◆ ACTIVITY:
Below are entries; output exactly the lines from the one with "pub fn decode_extra<E: PoolExtra>(&self)" to the one with "pub fn set_extra<E: PoolExtra>(&mut", both included, and nothing else.

********************

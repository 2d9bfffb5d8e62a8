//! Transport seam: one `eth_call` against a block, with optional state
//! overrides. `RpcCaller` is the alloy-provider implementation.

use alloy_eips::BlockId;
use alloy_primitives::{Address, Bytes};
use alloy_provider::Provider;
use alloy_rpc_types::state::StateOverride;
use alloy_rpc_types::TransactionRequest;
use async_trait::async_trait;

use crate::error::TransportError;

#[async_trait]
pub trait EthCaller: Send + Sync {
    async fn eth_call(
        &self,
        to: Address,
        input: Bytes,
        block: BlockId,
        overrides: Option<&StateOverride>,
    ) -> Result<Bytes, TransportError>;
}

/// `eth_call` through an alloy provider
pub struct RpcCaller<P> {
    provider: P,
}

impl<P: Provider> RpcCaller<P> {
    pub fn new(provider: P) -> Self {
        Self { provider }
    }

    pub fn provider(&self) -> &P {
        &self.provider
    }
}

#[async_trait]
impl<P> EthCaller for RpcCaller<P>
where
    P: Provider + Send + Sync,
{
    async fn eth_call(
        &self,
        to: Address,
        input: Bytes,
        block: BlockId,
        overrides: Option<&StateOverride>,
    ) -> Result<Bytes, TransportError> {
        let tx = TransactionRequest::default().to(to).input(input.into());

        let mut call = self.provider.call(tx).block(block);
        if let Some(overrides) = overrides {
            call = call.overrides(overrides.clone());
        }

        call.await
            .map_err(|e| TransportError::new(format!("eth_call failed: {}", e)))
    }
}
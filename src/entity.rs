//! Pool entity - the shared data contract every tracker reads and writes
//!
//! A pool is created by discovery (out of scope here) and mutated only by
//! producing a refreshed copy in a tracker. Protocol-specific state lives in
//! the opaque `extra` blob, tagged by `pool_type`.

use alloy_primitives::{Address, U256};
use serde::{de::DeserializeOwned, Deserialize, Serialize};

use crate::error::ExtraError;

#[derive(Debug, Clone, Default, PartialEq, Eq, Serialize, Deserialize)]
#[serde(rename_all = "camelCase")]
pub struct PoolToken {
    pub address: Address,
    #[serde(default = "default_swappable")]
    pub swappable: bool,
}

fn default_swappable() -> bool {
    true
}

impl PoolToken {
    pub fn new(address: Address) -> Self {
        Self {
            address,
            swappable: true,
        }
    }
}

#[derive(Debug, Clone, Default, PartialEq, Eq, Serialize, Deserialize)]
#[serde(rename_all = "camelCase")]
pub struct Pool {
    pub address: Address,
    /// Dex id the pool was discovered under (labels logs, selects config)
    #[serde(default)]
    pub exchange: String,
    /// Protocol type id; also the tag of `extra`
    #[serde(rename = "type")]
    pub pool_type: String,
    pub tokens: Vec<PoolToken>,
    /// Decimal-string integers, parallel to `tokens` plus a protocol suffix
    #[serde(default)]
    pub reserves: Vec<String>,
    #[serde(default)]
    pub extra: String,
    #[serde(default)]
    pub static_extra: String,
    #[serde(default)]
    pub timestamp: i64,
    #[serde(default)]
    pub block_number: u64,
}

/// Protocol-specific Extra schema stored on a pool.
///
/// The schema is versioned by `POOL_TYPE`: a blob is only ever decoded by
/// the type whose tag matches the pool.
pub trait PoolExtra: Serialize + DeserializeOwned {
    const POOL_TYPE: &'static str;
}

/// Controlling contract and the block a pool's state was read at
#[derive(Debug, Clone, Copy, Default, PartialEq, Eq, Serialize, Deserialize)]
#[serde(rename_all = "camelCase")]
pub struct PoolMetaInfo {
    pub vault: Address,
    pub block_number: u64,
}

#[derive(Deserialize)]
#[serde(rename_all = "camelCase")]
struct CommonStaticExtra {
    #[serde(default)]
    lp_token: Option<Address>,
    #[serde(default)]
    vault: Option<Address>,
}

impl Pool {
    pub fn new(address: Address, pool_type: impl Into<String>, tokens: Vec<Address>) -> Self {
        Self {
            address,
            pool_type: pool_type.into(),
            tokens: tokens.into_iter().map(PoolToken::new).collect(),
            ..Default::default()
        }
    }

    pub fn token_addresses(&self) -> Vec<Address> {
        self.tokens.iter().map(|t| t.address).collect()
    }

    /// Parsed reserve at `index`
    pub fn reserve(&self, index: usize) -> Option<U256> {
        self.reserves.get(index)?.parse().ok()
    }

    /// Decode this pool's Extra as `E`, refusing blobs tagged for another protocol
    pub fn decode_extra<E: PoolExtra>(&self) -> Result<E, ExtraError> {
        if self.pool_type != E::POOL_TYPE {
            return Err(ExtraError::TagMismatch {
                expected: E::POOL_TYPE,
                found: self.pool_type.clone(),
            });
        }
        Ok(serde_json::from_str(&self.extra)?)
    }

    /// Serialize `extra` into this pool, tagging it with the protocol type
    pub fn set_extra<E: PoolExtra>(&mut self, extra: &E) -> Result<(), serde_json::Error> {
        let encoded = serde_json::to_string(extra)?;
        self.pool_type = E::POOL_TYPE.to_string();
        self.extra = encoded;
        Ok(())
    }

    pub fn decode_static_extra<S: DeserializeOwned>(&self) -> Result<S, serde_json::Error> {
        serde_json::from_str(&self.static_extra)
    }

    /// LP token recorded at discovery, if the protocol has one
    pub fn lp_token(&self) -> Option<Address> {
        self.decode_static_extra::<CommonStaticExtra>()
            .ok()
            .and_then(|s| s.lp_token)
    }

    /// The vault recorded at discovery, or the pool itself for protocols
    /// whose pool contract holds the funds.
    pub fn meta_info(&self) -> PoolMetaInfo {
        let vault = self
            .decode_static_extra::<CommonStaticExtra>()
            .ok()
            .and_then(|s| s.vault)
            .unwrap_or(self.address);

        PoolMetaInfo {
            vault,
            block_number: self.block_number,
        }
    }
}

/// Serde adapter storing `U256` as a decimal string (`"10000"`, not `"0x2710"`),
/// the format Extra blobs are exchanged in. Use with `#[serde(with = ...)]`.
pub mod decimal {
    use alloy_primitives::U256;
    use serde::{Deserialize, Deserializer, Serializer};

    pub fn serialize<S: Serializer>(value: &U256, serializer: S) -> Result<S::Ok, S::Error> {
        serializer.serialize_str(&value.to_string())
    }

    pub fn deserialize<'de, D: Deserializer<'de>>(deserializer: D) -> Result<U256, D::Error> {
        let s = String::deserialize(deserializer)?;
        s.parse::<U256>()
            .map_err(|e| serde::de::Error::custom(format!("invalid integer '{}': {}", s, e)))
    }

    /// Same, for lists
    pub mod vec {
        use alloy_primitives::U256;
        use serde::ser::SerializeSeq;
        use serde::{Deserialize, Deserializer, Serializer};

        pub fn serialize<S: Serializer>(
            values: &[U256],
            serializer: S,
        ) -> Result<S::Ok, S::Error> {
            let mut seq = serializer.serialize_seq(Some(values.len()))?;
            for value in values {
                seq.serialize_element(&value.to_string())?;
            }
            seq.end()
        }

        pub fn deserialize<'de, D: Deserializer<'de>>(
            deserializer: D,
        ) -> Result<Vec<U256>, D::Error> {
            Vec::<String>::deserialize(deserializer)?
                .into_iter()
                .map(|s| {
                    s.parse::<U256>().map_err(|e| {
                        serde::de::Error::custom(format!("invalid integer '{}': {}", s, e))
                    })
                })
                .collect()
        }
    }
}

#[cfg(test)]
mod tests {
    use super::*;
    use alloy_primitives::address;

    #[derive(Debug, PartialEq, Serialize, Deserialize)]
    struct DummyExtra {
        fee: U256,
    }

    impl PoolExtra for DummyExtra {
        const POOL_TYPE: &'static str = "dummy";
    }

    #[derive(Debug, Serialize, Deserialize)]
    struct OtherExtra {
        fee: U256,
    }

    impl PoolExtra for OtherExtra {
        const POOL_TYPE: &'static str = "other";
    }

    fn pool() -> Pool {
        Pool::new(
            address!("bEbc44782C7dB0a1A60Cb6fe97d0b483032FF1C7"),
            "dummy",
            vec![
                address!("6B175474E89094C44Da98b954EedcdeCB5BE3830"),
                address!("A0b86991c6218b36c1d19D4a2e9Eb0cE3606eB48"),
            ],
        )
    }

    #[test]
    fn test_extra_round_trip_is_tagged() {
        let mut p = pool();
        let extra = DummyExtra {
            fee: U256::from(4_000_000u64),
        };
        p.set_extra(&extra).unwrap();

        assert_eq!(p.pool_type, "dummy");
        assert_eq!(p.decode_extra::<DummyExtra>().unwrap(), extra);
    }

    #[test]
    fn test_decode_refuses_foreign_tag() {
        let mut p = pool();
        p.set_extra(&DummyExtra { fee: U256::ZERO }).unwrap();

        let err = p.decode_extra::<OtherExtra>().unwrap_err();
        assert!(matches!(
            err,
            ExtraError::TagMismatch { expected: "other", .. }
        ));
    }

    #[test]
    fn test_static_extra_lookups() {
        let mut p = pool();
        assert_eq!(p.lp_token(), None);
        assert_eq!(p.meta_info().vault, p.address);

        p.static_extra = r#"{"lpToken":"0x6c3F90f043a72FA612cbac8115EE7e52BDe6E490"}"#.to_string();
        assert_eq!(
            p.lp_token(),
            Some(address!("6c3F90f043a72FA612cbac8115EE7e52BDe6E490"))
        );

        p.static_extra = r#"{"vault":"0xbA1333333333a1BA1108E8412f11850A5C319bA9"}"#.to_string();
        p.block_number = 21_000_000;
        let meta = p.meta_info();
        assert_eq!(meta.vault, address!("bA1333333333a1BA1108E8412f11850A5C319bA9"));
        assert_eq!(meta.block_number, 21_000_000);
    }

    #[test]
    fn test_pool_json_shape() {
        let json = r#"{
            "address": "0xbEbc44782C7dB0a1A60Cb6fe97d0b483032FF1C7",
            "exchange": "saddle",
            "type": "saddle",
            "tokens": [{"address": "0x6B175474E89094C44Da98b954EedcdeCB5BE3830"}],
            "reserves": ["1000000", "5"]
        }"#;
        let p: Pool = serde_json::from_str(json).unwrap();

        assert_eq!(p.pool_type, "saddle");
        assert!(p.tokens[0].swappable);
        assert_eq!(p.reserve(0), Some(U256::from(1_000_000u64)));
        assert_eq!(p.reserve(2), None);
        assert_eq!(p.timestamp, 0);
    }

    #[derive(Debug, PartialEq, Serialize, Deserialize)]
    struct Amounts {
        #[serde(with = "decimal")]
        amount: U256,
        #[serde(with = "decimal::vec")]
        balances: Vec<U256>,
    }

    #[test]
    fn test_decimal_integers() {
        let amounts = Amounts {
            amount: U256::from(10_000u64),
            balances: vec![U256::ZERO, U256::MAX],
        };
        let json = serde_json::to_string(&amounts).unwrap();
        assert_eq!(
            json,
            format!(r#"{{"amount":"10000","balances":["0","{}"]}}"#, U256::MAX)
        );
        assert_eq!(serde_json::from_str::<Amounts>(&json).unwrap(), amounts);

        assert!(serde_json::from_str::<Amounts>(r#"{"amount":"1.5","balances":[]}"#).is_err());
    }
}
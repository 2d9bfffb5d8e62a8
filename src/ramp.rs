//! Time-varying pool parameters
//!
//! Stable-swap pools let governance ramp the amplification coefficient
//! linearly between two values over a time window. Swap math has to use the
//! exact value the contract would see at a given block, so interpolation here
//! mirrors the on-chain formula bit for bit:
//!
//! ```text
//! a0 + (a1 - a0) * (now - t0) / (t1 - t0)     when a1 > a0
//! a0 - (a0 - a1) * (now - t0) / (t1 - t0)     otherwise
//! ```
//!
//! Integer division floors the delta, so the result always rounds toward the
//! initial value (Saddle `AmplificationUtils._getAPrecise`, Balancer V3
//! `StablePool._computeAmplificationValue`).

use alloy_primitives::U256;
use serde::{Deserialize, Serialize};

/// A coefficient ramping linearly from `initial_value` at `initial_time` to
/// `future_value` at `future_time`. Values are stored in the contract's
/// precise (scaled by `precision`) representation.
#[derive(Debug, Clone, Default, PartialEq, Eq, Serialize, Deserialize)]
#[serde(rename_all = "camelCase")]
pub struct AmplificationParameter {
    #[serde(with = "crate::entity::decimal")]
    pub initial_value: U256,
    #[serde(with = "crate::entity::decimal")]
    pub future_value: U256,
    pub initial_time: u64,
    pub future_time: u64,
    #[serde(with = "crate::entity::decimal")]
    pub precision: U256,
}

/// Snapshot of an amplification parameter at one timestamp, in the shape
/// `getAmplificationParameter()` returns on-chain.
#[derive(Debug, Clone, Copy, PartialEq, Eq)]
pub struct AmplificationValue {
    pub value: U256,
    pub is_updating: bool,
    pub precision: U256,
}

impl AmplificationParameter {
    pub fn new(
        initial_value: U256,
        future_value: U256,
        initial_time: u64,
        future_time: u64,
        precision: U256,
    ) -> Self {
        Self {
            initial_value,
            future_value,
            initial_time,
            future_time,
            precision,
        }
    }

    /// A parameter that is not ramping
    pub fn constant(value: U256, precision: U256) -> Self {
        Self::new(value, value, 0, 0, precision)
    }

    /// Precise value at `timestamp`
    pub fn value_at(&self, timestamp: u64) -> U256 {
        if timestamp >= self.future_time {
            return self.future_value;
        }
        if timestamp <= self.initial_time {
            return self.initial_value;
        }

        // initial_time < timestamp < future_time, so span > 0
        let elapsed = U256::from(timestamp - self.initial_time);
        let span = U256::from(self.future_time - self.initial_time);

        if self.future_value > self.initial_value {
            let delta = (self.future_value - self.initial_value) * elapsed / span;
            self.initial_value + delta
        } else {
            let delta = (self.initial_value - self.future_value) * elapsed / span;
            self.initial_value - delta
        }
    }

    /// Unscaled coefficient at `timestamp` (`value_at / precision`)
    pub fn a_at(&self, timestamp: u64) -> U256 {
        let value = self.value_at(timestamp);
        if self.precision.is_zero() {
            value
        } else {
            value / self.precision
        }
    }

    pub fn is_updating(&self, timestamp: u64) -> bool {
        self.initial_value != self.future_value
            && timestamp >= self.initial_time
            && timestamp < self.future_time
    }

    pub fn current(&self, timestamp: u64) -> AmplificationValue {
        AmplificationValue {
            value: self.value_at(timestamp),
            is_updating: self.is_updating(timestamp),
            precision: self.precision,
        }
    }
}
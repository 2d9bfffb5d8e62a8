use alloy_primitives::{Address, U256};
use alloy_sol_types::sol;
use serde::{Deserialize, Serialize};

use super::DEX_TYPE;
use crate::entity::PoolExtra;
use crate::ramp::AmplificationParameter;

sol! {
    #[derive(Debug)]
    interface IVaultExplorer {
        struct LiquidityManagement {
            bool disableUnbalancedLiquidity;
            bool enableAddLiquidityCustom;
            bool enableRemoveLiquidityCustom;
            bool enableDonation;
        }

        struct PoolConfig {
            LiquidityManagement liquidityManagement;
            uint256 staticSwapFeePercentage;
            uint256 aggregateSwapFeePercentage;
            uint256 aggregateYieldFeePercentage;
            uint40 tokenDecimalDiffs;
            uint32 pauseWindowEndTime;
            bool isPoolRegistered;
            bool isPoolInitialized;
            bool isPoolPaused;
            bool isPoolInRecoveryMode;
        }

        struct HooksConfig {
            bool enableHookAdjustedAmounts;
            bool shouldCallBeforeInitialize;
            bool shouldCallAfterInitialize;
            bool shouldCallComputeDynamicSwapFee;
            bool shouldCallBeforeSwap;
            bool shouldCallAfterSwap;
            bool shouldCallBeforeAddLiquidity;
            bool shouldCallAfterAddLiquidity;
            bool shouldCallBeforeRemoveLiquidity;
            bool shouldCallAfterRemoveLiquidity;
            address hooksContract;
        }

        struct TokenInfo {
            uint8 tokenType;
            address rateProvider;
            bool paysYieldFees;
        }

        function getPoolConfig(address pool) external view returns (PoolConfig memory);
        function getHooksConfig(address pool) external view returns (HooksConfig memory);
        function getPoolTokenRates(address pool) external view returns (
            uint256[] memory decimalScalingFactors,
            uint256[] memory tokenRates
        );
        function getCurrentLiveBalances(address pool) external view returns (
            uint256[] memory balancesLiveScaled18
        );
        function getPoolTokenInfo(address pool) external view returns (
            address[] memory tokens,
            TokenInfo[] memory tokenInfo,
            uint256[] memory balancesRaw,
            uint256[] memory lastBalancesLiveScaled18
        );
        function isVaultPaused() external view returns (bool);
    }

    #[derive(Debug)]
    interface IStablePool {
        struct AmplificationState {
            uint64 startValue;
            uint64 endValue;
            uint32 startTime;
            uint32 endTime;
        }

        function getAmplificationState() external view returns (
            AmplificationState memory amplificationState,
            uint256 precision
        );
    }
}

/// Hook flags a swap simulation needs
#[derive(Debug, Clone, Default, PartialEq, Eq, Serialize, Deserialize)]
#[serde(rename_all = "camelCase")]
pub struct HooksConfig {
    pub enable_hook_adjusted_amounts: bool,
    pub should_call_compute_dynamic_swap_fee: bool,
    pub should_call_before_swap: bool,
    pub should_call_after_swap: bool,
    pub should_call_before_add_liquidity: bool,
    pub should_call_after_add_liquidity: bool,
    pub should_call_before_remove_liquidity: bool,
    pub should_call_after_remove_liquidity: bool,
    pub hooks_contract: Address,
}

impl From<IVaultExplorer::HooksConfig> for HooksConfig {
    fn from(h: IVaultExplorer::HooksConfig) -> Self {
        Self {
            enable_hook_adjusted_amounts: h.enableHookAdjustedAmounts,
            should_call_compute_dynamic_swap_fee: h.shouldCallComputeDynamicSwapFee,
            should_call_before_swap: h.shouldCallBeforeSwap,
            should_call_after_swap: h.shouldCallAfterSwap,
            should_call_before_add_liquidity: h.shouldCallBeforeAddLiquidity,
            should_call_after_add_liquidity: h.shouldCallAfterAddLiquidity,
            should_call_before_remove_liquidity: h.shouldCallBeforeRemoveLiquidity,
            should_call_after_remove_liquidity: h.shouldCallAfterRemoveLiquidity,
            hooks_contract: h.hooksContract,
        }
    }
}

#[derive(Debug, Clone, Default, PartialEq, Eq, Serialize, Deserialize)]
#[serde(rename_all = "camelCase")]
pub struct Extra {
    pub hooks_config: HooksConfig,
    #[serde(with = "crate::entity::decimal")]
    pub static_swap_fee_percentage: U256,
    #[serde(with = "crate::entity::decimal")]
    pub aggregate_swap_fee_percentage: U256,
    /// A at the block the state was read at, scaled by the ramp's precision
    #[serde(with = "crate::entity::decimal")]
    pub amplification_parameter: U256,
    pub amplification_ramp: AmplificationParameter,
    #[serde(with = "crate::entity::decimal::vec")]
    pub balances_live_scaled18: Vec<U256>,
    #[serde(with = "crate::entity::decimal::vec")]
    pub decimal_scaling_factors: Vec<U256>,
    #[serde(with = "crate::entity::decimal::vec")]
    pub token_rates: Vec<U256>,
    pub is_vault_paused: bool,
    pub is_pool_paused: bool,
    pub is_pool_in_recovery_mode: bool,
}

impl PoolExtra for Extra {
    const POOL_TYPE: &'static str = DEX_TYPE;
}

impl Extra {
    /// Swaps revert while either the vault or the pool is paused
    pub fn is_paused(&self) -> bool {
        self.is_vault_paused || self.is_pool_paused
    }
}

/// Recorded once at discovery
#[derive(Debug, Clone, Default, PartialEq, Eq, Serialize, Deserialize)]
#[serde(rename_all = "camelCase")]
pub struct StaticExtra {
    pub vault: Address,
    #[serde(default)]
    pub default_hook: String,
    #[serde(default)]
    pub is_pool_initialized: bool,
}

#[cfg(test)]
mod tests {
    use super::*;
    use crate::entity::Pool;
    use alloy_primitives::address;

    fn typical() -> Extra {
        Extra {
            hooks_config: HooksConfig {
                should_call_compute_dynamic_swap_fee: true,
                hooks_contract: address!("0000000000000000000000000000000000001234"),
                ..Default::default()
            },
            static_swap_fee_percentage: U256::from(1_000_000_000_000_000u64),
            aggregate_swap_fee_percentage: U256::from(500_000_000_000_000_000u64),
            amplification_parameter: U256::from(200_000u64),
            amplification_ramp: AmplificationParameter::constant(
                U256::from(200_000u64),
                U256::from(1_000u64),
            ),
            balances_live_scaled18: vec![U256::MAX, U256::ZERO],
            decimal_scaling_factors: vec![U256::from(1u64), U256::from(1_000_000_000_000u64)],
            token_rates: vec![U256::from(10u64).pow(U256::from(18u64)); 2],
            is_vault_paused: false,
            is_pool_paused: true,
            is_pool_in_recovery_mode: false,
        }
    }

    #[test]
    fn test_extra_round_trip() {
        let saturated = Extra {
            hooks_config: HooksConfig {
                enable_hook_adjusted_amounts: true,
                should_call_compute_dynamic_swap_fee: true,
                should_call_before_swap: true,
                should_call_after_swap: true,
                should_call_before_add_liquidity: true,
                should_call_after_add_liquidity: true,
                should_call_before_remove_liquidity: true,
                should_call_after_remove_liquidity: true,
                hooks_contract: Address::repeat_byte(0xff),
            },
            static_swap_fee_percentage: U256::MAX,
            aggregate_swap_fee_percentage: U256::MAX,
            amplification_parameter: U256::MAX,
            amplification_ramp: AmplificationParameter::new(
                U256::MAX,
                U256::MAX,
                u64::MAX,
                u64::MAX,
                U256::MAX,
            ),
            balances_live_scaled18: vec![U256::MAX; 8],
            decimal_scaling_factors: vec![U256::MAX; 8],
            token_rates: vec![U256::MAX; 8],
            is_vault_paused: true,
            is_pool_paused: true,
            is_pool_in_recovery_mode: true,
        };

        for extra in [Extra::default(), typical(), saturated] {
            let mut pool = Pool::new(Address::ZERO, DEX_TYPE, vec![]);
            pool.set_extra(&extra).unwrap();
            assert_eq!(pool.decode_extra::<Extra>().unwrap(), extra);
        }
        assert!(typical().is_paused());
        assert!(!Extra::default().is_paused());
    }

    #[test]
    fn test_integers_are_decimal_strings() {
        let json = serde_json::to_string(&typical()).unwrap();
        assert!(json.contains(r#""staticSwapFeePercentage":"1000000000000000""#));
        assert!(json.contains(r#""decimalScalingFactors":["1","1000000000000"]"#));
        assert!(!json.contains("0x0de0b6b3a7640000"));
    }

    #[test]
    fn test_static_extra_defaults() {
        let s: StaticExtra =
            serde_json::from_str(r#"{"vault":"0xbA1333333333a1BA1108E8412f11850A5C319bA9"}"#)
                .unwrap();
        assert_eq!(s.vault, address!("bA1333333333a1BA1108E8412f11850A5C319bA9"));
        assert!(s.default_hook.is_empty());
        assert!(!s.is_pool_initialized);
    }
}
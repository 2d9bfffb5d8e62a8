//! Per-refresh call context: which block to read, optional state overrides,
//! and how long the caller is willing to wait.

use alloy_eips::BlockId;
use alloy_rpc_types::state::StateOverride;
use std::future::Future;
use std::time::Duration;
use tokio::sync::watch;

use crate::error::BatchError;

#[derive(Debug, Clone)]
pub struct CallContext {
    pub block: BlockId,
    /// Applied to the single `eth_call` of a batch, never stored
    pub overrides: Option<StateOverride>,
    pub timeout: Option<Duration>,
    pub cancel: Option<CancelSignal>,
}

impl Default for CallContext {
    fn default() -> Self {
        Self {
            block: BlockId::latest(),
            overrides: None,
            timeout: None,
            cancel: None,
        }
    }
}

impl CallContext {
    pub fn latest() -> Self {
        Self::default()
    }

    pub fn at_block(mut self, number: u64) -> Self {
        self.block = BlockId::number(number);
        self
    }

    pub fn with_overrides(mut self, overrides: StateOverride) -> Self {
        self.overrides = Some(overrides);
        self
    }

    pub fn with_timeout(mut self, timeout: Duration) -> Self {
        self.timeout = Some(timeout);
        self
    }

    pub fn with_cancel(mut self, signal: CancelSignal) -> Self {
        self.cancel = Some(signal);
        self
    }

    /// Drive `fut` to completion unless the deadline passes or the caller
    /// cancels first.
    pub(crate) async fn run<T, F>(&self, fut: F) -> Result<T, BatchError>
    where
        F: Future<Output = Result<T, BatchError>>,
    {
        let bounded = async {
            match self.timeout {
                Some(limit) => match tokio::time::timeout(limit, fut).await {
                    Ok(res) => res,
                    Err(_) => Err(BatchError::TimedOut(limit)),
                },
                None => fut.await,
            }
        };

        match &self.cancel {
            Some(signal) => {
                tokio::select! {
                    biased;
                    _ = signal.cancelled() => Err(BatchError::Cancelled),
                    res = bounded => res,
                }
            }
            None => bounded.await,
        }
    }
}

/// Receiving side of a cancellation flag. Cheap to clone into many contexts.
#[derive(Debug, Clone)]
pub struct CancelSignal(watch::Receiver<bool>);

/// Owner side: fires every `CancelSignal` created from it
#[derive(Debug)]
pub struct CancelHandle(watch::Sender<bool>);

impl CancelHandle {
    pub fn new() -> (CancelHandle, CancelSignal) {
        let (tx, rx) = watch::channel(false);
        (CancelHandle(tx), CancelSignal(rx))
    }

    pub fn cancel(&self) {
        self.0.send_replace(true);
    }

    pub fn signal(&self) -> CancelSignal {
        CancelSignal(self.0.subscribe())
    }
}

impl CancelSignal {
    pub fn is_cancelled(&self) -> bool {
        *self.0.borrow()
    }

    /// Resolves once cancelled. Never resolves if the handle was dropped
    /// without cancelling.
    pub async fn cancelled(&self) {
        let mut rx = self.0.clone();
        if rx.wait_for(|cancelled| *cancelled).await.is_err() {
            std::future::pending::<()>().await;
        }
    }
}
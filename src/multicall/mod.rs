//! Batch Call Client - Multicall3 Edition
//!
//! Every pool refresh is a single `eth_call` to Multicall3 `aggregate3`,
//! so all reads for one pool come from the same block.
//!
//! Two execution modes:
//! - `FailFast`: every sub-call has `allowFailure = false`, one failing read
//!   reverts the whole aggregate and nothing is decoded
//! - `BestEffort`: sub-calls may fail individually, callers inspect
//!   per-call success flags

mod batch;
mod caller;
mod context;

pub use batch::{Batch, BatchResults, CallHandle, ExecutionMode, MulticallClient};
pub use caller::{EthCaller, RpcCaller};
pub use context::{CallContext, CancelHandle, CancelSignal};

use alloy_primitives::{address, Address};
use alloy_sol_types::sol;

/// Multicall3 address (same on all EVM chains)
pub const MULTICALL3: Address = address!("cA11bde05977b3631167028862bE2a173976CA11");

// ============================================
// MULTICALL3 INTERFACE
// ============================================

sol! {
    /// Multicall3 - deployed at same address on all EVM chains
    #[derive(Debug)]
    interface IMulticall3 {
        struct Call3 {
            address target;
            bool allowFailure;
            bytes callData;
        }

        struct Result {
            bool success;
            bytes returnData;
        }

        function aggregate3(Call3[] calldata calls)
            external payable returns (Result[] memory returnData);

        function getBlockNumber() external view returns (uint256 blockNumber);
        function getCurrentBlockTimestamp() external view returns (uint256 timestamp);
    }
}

********************

◆ THE ANSWER:
    pub fn decode_extra<E: PoolExtra>(&self) -> Result<E, ExtraError> {
        if self.pool_type != E::POOL_TYPE {
            return Err(ExtraError::TagMismatch {
                expected: E::POOL_TYPE,
                found: self.pool_type.clone(),
            });
        }
        Ok(serde_json::from_str(&self.extra)?)
    }

    /// Serialize `extra` into this pool, tagging it with the protocol type
    pub fn set_extra<E: PoolExtra>(&mut self, extra: &E) -> Result<(), serde_json::Error> {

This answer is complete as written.